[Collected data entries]
★ ★ ★ ★
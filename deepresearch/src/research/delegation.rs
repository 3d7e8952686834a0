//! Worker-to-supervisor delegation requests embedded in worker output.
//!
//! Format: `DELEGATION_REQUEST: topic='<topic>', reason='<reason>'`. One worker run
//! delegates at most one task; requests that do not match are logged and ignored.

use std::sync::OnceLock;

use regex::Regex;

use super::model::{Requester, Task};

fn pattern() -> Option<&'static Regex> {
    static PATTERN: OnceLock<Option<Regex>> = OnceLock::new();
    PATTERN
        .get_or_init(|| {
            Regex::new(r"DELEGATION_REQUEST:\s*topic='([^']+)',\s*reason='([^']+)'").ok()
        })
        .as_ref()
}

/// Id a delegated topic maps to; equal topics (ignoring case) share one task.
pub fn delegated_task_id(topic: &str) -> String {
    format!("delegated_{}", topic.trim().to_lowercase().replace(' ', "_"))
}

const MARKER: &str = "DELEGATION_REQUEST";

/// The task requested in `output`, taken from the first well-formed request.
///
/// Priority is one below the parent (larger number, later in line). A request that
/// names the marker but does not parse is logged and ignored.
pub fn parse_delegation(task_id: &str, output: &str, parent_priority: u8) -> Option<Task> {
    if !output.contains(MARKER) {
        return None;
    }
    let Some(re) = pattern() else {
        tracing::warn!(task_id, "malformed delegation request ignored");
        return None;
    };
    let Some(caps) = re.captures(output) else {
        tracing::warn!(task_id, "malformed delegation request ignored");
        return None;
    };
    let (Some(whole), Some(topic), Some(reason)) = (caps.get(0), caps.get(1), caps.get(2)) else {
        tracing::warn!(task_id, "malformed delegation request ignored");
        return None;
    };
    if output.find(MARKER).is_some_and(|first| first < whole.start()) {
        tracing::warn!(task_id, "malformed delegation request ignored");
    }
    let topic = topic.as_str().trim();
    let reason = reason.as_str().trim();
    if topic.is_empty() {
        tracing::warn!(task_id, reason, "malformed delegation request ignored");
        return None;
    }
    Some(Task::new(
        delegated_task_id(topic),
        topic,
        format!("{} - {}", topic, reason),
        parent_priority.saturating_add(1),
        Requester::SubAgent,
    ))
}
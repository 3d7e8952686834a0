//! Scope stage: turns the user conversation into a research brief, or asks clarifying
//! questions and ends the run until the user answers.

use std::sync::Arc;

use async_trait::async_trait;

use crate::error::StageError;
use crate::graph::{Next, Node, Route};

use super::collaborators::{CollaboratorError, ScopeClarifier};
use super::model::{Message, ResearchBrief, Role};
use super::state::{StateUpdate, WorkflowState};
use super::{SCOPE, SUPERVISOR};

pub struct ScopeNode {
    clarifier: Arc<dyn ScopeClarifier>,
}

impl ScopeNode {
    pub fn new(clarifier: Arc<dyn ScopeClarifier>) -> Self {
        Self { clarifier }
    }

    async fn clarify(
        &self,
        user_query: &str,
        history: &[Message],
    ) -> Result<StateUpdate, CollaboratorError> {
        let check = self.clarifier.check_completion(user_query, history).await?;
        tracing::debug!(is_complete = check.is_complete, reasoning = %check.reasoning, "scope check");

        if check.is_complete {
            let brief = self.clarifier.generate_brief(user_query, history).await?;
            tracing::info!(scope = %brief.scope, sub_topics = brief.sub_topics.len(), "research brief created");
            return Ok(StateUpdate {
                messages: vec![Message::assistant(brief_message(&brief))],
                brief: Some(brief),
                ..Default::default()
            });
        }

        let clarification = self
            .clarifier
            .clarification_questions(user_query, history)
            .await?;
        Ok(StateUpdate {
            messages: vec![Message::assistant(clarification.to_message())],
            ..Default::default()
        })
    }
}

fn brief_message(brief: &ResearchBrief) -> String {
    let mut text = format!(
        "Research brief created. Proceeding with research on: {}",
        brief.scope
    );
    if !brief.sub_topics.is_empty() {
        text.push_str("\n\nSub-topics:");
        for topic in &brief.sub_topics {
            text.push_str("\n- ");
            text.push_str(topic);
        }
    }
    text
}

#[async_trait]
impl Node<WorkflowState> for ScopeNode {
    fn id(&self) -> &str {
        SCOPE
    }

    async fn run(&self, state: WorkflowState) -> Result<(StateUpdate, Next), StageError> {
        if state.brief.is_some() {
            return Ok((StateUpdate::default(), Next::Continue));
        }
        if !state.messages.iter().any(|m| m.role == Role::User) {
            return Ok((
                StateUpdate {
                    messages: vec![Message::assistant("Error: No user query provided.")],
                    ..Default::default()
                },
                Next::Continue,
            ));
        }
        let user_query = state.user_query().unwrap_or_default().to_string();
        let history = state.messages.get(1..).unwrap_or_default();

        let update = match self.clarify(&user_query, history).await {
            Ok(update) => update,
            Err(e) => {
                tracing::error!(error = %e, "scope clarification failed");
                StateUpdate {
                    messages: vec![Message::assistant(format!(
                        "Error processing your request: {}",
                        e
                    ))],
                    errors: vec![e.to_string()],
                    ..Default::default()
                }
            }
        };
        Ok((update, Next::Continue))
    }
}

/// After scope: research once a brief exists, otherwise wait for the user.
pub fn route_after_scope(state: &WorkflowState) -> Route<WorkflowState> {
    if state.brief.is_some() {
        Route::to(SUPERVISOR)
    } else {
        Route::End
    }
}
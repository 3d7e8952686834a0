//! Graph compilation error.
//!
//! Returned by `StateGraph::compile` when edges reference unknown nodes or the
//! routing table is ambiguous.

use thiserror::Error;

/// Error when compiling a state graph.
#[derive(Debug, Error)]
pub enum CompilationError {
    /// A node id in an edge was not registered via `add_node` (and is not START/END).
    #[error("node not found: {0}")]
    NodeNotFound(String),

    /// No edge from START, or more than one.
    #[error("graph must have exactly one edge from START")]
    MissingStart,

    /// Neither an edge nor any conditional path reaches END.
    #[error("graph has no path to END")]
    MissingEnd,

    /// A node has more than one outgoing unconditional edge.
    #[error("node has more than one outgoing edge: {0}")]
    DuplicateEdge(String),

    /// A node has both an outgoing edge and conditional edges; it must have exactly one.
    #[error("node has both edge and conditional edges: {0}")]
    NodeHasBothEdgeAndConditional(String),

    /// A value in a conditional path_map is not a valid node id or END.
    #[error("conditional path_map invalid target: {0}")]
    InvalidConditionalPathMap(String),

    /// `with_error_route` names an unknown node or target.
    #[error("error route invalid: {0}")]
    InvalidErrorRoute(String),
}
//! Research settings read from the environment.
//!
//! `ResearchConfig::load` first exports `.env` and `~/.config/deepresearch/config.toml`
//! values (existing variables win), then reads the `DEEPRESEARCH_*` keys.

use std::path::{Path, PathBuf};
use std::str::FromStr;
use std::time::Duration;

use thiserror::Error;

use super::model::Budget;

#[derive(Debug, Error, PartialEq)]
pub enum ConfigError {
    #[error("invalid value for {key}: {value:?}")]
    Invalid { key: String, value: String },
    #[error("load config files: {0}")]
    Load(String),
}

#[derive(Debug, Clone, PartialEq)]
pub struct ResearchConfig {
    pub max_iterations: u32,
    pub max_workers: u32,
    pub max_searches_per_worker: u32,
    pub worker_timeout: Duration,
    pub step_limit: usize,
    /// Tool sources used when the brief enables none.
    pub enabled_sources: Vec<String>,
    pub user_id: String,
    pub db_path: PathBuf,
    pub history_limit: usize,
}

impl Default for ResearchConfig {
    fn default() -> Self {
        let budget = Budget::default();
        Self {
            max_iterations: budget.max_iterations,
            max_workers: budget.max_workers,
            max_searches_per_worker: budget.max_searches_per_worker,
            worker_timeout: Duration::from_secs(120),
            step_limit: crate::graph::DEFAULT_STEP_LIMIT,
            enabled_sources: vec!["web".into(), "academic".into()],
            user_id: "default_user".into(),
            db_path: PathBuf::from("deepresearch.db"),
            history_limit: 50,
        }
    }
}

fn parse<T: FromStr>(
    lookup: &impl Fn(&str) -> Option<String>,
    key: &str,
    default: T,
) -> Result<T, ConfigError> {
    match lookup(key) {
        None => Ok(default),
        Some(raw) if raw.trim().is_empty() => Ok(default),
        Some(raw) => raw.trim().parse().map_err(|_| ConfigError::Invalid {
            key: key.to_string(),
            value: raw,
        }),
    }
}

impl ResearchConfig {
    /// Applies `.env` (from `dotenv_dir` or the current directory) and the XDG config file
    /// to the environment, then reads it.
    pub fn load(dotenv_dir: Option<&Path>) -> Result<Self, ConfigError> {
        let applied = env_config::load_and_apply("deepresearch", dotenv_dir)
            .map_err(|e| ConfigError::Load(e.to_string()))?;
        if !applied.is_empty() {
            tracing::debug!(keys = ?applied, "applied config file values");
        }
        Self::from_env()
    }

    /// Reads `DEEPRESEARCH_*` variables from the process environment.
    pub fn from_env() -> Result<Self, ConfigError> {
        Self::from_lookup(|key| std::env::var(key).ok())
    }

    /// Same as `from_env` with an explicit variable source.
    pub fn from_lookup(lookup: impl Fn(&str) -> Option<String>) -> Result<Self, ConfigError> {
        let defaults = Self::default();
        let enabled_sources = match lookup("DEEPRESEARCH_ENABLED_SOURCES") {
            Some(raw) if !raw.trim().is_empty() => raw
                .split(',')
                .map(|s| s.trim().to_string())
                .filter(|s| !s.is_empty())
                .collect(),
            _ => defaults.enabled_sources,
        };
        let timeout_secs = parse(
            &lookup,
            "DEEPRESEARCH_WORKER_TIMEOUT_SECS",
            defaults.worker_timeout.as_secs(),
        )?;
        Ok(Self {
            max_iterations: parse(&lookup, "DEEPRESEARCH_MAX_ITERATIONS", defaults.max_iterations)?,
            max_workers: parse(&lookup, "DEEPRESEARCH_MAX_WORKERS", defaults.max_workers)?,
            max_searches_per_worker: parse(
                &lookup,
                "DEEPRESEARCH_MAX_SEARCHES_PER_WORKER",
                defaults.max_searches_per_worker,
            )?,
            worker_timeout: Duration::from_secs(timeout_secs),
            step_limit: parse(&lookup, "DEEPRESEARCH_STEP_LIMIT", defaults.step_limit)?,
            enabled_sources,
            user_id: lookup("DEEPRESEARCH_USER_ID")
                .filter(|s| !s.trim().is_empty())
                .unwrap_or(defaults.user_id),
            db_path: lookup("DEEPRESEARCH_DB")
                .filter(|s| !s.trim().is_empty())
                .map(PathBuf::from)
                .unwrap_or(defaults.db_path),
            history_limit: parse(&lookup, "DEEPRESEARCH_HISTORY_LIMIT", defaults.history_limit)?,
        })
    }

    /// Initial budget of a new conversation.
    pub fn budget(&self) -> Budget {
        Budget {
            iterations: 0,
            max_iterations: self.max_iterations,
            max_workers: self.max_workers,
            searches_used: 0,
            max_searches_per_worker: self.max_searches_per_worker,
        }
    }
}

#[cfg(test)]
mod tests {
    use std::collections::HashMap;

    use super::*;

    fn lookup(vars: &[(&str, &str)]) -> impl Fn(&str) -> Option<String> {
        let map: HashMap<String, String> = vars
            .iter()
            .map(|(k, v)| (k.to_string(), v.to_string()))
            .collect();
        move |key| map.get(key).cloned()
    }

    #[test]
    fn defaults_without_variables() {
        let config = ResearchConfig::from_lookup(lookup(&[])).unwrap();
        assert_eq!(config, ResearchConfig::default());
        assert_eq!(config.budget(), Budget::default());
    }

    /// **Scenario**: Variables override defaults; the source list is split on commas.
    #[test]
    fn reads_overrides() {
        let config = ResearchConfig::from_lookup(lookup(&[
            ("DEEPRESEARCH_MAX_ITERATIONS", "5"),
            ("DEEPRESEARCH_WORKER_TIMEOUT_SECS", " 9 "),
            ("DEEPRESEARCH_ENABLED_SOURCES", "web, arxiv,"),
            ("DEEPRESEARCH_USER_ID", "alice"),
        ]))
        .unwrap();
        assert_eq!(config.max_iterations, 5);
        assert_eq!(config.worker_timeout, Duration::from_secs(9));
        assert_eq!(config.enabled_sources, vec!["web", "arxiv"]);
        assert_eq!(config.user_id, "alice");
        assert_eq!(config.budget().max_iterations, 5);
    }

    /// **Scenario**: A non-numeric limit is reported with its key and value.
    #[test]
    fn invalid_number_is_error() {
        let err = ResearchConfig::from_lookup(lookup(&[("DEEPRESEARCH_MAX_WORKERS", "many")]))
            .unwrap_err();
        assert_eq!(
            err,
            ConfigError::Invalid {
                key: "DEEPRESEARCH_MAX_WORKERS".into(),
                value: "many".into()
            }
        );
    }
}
★ ★ ★ ★
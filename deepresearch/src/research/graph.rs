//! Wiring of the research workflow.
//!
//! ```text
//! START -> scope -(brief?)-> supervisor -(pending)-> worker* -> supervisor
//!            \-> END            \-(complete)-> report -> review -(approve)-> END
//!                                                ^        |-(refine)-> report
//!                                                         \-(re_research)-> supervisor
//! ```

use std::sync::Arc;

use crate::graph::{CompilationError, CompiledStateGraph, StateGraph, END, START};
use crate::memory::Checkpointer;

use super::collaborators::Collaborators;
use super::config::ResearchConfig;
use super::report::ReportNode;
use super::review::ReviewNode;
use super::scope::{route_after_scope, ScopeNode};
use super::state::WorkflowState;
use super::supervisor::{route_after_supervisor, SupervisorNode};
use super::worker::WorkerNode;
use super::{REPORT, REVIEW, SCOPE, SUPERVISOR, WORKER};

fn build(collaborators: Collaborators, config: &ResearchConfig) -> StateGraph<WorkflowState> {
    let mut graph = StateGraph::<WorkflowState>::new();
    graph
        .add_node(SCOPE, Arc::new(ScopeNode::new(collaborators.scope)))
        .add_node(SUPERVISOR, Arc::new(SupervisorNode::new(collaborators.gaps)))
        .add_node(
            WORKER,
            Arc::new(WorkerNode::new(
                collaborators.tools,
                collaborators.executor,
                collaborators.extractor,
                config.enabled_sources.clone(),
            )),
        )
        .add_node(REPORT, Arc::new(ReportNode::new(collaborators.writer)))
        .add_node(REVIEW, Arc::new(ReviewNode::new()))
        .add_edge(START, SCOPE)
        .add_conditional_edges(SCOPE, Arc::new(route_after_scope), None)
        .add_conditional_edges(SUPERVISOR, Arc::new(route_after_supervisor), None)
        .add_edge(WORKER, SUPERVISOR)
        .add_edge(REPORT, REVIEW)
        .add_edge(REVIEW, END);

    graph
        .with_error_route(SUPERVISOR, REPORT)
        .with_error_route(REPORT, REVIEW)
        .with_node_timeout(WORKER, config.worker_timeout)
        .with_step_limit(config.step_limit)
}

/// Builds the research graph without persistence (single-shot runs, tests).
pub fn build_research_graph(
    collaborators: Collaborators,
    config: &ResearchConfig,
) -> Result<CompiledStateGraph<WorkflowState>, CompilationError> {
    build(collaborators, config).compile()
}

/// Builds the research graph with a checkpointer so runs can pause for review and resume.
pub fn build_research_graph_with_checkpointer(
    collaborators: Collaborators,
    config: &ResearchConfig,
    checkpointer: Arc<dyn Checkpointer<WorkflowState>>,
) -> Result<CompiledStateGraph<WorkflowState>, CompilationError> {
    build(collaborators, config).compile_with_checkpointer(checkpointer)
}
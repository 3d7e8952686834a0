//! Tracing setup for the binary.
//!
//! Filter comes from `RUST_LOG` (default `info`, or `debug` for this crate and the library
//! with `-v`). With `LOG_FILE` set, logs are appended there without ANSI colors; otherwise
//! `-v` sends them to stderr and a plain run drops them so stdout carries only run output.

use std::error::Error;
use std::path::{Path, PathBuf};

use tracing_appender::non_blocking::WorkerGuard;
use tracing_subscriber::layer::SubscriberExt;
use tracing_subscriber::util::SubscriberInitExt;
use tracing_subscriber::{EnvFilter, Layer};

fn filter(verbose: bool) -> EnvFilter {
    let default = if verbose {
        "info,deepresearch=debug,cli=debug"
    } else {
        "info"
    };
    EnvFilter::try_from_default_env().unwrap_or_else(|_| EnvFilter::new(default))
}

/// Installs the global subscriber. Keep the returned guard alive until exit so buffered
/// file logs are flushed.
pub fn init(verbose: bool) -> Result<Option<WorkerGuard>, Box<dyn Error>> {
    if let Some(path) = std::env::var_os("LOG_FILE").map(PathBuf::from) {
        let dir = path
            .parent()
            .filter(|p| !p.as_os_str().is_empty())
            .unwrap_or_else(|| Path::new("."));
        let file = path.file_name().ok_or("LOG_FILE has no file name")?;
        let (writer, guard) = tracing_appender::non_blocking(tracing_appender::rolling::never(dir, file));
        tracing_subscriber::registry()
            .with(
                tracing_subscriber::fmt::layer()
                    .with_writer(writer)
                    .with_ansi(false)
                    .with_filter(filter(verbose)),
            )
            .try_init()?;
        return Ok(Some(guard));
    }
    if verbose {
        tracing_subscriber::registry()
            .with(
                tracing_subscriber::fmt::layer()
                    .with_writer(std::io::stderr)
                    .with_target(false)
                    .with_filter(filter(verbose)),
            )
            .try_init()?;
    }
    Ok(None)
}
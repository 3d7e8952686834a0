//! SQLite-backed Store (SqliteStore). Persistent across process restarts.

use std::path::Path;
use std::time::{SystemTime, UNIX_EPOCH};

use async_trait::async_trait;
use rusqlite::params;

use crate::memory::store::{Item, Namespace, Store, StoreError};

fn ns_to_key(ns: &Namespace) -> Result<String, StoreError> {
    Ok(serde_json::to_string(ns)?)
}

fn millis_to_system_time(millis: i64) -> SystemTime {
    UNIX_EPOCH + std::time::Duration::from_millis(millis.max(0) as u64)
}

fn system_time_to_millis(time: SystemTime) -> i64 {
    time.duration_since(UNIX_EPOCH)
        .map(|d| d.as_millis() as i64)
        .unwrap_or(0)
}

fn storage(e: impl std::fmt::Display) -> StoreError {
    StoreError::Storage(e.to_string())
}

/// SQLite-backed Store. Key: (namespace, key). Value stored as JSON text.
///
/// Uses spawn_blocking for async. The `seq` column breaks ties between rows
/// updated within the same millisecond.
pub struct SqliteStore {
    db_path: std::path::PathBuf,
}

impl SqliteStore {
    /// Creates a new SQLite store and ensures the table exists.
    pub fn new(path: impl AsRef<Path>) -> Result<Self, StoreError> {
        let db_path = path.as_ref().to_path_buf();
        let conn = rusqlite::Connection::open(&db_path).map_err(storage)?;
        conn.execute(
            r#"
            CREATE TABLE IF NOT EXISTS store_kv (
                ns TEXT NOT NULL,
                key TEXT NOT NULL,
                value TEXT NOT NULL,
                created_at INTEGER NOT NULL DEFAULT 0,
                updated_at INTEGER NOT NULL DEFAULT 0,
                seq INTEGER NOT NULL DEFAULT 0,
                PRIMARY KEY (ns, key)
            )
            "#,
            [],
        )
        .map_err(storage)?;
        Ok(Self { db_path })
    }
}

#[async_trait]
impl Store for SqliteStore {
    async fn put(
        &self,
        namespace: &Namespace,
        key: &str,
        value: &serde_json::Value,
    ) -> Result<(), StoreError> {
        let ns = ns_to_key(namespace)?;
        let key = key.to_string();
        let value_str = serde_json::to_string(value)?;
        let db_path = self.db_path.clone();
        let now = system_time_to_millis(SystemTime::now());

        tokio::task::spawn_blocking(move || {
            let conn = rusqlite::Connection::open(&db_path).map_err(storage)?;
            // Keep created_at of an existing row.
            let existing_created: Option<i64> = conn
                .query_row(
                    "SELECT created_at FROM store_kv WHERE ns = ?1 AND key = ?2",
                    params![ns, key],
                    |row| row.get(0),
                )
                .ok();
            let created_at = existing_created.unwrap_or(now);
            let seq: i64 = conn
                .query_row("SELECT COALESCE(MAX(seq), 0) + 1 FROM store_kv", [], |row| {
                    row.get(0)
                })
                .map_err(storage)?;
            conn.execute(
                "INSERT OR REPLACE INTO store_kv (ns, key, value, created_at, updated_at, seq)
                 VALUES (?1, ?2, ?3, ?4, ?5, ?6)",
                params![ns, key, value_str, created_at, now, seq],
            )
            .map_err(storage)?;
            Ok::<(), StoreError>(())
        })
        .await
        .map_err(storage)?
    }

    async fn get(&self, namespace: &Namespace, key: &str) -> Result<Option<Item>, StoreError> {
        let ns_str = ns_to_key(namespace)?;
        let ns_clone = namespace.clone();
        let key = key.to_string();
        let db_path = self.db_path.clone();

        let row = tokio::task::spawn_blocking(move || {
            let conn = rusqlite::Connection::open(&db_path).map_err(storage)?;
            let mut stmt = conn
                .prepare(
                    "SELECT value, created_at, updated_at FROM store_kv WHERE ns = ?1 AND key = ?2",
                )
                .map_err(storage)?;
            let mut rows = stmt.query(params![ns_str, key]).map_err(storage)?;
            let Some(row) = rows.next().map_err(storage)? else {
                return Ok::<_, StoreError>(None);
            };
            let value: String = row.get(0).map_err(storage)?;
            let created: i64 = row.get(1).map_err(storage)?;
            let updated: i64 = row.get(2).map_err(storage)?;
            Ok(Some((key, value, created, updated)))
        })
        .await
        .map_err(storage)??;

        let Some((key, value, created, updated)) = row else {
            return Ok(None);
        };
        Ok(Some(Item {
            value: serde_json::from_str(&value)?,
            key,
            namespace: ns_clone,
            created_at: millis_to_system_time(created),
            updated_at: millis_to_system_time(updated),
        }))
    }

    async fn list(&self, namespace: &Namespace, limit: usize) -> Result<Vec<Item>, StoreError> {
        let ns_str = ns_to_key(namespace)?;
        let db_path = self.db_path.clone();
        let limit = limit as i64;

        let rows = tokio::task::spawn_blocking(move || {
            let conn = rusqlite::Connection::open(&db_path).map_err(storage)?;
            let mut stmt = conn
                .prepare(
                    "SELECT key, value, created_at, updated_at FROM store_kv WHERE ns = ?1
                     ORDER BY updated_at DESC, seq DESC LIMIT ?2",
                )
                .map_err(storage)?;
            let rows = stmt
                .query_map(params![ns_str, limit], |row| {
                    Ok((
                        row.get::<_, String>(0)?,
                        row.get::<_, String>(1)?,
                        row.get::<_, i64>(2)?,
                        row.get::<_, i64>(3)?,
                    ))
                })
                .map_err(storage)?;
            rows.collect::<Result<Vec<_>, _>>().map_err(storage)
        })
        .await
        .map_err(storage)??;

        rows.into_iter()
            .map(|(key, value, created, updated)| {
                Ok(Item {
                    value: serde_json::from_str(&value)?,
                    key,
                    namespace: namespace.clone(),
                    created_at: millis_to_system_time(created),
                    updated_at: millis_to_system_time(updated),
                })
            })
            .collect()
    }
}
★ ★ ★ ★
Transcribe the lines above between the line holding "node id or END." and the line holding "fn default() ->", inclusive, exactly as they stand and with nothing added.

> [Completed task]:
    /// A value in a conditional path_map is not a valid node id or END.
    #[error("conditional path_map invalid target: {0}")]
    InvalidConditionalPathMap(String),

    /// `with_error_route` names an unknown node or target.
    #[error("error route invalid: {0}")]
    InvalidErrorRoute(String),
}
//! Research settings read from the environment.
//!
//! `ResearchConfig::load` first exports `.env` and `~/.config/deepresearch/config.toml`
//! values (existing variables win), then reads the `DEEPRESEARCH_*` keys.

use std::path::{Path, PathBuf};
use std::str::FromStr;
use std::time::Duration;

use thiserror::Error;

use super::model::Budget;

#[derive(Debug, Error, PartialEq)]
pub enum ConfigError {
    #[error("invalid value for {key}: {value:?}")]
    Invalid { key: String, value: String },
    #[error("load config files: {0}")]
    Load(String),
}

#[derive(Debug, Clone, PartialEq)]
pub struct ResearchConfig {
    pub max_iterations: u32,
    pub max_workers: u32,
    pub max_searches_per_worker: u32,
    pub worker_timeout: Duration,
    pub step_limit: usize,
    /// Tool sources used when the brief enables none.
    pub enabled_sources: Vec<String>,
    pub user_id: String,
    pub db_path: PathBuf,
    pub history_limit: usize,
}

impl Default for ResearchConfig {
    fn default() -> Self {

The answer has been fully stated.